[[ GIVEN RECORDS open ]]
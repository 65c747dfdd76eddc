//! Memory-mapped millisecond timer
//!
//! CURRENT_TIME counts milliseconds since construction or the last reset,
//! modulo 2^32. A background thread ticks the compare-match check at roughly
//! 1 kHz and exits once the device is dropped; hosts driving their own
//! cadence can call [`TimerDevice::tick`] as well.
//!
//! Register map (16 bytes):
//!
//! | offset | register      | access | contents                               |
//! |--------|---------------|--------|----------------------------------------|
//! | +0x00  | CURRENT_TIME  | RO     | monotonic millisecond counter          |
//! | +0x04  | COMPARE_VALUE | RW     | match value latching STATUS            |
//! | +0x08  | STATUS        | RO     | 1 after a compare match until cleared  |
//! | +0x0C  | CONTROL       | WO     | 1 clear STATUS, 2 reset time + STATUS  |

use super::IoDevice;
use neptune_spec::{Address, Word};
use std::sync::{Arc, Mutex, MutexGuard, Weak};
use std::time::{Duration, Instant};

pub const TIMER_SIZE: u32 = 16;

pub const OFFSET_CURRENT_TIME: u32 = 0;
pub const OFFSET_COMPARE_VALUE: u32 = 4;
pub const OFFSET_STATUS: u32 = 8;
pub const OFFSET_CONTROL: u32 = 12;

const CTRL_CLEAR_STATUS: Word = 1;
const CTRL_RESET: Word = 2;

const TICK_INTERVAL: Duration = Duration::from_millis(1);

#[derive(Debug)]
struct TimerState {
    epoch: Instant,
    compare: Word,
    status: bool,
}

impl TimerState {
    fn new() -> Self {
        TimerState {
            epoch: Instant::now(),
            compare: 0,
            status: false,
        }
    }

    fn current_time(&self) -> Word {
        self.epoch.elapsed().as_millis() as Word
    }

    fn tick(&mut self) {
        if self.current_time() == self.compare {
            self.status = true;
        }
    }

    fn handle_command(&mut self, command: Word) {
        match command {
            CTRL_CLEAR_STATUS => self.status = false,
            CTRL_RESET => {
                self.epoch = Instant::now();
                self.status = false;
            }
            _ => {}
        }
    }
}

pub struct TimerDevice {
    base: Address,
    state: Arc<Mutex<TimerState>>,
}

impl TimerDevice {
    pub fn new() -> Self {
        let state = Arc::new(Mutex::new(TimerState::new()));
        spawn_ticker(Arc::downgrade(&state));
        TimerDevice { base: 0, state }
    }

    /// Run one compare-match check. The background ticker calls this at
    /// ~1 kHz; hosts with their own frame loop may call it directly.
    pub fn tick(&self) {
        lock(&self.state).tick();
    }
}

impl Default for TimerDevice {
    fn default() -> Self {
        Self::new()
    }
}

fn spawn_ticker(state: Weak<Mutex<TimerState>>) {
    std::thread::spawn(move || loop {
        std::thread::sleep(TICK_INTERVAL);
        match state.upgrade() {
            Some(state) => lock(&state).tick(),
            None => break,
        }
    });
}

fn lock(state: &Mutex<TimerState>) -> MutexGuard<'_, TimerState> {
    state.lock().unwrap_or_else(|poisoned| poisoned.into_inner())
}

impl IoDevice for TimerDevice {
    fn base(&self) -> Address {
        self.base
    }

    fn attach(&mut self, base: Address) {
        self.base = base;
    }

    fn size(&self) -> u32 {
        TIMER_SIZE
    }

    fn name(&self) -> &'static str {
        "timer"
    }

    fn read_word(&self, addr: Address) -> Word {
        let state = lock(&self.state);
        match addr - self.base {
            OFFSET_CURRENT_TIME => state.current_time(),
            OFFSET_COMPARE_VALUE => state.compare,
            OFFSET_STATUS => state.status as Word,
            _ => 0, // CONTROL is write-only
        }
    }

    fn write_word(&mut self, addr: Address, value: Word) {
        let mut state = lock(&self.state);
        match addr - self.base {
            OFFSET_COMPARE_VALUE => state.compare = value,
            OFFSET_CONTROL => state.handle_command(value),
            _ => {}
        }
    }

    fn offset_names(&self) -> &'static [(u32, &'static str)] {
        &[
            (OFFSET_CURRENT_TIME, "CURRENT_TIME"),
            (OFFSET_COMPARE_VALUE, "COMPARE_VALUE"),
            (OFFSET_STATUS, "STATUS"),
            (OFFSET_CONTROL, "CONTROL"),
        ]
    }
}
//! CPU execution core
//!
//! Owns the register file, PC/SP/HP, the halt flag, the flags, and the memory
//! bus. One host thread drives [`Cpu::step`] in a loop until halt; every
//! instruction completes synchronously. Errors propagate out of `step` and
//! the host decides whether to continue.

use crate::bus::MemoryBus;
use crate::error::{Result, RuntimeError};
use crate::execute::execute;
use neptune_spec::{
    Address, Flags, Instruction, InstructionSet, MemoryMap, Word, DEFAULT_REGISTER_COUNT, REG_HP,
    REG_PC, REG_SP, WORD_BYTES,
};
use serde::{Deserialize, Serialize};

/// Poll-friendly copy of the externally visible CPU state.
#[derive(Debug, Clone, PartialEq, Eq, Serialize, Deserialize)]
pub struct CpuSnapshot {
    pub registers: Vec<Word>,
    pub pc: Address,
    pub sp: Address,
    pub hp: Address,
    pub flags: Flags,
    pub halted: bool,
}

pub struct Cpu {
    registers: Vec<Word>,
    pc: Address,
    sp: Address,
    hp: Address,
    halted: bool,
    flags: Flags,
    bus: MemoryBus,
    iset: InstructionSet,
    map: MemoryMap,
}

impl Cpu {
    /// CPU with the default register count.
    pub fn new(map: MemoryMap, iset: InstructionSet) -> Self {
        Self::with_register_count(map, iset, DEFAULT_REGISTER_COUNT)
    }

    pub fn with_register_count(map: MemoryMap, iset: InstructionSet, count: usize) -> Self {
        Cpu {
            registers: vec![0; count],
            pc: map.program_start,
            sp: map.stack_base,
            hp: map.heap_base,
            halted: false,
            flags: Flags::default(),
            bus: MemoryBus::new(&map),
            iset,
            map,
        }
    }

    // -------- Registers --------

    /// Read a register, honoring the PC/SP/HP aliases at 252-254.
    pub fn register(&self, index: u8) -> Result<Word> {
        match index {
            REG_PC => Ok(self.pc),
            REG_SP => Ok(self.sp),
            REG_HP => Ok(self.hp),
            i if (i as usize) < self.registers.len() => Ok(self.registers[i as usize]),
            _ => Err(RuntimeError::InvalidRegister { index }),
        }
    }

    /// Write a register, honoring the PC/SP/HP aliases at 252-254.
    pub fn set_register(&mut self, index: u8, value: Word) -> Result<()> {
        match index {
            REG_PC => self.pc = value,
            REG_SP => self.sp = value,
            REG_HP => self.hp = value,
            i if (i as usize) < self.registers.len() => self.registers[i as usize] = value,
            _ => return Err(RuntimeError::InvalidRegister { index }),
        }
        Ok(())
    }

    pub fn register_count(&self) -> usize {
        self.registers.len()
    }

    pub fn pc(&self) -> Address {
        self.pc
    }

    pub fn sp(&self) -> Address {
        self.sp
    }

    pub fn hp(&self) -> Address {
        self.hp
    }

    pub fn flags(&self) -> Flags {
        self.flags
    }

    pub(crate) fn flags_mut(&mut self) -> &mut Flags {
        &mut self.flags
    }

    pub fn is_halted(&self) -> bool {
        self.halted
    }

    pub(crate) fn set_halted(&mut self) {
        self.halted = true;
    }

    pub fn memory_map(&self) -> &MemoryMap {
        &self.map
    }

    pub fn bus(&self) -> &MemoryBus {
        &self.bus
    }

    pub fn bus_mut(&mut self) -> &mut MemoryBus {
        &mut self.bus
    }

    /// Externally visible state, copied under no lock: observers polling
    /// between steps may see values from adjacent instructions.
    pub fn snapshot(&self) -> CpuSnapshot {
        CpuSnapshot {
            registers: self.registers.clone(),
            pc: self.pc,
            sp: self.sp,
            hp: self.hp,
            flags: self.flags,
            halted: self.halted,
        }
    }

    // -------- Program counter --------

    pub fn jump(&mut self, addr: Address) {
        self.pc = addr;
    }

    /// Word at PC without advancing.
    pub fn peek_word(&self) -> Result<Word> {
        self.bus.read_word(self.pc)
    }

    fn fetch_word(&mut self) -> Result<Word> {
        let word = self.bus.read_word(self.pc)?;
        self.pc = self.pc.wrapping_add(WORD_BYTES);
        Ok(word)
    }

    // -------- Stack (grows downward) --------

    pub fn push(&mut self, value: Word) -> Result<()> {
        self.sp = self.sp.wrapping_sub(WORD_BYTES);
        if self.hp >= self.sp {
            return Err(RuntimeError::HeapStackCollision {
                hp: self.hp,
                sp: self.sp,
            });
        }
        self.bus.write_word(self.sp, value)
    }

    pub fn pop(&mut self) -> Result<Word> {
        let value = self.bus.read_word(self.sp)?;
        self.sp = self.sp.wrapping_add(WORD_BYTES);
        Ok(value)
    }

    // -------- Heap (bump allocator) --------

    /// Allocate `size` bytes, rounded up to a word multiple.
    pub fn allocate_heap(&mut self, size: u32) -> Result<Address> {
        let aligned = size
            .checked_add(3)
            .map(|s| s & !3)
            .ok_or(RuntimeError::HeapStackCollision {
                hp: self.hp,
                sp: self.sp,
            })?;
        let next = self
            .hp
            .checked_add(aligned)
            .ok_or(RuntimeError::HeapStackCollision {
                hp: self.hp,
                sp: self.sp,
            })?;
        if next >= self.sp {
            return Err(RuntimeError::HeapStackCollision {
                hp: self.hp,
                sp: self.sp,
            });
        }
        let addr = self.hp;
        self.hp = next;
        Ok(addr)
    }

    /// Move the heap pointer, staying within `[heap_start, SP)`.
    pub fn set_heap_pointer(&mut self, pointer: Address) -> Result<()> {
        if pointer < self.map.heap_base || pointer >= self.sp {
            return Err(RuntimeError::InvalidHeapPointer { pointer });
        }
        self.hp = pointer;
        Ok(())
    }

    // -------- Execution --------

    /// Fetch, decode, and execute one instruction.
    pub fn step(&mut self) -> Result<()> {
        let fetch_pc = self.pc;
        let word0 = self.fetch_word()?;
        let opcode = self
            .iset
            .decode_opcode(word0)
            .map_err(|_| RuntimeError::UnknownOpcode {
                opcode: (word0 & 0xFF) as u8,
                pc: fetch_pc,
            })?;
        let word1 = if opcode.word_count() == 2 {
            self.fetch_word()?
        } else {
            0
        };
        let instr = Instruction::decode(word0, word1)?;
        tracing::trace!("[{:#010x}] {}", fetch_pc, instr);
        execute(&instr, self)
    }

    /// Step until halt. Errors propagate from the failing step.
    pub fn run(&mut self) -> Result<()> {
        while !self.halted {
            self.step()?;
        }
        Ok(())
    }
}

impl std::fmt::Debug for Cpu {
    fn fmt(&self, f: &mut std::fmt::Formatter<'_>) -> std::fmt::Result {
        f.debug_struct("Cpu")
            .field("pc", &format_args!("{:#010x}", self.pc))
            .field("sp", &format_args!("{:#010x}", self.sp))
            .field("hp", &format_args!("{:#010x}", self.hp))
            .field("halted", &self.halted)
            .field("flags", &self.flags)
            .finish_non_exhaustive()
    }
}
[[ GIVEN RECORDS closed ]]
[[ GIVEN RECORDS open ]]
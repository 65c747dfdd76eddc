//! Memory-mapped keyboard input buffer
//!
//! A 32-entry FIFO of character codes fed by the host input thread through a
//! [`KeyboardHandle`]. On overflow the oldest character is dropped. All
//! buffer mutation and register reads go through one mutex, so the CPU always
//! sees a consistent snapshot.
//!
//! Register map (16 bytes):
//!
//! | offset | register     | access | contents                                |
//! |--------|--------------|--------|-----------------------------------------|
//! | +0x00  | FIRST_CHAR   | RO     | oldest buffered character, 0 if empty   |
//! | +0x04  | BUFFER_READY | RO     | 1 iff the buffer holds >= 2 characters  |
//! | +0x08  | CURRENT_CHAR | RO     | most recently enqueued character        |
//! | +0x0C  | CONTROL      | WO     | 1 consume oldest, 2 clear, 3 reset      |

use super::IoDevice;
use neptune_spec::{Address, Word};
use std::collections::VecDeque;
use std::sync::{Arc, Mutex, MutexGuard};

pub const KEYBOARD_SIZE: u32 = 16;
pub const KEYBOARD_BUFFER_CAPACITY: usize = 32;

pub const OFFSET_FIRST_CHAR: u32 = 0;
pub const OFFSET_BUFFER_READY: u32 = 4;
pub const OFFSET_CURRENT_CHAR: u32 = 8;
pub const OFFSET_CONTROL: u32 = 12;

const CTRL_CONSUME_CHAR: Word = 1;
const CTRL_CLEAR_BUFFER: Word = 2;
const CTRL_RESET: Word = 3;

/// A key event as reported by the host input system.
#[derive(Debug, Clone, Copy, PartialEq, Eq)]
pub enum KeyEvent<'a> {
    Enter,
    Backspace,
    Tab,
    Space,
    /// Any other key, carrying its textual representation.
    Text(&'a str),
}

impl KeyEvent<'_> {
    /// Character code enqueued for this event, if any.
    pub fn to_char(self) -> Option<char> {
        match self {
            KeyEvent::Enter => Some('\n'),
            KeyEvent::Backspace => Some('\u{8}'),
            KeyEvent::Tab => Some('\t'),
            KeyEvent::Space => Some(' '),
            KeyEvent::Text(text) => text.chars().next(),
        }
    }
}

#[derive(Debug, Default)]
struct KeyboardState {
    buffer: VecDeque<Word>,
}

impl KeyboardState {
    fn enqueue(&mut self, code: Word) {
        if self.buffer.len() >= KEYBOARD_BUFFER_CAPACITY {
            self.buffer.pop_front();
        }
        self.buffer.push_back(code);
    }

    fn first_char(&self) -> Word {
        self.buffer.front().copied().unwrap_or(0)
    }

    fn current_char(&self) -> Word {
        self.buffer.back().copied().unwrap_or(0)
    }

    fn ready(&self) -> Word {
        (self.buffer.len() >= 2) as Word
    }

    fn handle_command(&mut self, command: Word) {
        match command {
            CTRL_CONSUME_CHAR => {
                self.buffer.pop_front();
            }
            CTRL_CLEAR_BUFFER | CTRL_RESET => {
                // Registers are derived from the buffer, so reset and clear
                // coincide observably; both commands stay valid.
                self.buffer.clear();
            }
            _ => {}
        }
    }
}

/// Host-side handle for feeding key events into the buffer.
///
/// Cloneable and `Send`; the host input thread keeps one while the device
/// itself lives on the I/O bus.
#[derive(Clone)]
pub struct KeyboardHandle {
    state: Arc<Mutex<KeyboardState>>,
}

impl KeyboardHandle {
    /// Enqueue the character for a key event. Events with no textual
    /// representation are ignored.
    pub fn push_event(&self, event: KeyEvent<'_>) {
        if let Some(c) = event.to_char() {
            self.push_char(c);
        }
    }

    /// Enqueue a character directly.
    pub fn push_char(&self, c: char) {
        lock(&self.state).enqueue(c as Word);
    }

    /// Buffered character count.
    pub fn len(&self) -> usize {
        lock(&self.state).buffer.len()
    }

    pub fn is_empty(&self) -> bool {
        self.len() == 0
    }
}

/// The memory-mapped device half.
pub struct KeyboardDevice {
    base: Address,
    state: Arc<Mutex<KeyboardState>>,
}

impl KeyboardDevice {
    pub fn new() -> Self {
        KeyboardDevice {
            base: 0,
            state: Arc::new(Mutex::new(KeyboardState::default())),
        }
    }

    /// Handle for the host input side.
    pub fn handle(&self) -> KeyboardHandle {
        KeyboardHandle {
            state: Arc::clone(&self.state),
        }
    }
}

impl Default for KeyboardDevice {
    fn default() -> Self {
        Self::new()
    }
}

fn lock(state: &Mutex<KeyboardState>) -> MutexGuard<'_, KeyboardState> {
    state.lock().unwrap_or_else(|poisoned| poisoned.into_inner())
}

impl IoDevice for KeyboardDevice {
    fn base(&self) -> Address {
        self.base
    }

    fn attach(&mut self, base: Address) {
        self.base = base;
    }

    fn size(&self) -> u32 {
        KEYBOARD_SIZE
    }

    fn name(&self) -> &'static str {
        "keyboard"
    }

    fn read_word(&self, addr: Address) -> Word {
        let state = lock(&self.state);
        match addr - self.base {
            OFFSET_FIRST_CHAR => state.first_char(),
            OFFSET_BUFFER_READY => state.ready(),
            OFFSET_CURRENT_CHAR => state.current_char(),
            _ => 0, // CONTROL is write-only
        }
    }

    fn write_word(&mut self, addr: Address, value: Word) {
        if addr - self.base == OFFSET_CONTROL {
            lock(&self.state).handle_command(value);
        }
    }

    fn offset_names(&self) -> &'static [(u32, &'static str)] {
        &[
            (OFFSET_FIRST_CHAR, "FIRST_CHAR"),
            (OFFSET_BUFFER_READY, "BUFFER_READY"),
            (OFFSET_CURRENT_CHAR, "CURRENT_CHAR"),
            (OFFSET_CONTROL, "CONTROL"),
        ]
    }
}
[[ GIVEN RECORDS closed ]]
● TASK STATEMENT
Using the data above, count the lines where "Serialize" appears. Reply with the number only.

● WRITTEN ANSWER
2